**Problem requirements**. Each line from the one with "pub enum ConfigError" through the last line of the records must be output exactly, both ends included.
(Data for processing Opens)
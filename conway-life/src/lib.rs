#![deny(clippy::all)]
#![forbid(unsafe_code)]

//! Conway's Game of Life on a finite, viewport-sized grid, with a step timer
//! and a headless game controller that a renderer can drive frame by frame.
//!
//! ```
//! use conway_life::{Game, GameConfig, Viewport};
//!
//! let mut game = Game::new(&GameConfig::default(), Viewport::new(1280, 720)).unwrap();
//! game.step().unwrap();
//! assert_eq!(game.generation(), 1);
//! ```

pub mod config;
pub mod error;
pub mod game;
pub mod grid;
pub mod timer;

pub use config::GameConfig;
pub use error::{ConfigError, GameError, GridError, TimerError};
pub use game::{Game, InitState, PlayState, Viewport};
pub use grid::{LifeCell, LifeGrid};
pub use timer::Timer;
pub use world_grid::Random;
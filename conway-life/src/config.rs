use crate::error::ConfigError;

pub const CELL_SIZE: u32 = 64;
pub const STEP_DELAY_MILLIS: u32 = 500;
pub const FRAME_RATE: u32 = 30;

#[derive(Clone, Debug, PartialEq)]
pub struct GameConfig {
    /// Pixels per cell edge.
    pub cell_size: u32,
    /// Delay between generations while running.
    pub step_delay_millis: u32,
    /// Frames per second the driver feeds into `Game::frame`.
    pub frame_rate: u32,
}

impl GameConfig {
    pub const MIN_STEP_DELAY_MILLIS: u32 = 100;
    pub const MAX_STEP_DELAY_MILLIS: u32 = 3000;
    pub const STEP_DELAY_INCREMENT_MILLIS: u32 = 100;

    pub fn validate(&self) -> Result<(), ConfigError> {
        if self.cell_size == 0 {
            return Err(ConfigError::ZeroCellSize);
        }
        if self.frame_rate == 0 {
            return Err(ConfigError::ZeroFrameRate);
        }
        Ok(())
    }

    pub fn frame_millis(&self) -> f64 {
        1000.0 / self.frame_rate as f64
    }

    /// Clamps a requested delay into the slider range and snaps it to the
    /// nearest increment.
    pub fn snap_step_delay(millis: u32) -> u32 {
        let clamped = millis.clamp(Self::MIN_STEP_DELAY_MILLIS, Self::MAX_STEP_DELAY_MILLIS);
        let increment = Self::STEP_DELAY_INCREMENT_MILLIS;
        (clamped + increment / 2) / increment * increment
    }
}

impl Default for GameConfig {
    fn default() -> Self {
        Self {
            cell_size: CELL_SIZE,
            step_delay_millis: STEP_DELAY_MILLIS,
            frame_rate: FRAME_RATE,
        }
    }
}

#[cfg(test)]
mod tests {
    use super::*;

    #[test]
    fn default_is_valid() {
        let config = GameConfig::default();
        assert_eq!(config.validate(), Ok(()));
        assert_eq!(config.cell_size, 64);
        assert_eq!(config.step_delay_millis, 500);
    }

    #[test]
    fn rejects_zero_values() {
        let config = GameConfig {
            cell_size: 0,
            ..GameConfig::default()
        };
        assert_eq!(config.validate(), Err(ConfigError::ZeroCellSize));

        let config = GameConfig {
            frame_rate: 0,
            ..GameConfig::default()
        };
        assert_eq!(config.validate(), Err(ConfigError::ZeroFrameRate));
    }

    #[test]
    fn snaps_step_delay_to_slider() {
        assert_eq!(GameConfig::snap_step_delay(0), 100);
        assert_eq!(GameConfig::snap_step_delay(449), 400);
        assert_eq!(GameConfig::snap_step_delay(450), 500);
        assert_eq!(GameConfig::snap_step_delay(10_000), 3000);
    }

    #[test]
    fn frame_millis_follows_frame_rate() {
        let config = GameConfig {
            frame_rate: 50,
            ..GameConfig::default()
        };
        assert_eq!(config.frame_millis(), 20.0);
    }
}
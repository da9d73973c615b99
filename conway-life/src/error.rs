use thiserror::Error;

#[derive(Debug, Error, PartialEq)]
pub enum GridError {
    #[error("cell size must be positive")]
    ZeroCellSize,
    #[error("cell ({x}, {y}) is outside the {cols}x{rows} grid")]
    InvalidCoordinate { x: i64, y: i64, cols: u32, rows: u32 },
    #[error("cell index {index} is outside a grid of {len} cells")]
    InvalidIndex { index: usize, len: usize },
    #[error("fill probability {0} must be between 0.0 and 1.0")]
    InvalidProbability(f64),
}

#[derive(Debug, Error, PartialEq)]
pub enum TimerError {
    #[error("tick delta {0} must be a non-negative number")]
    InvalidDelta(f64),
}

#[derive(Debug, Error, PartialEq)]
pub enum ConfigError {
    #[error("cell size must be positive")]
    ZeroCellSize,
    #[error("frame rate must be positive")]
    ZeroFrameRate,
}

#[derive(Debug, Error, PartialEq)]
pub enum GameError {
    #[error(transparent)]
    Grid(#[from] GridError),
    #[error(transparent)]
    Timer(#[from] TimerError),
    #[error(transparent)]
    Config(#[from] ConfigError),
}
(Data for processing Closes)
**Solution for this task**.
pub enum ConfigError {
    #[error("cell size must be positive")]
    ZeroCellSize,
    #[error("frame rate must be positive")]
    ZeroFrameRate,
}

#[derive(Debug, Error, PartialEq)]
pub enum GameError {
    #[error(transparent)]
    Grid(#[from] GridError),
    #[error(transparent)]
    Timer(#[from] TimerError),
    #[error(transparent)]
    Config(#[from] ConfigError),
}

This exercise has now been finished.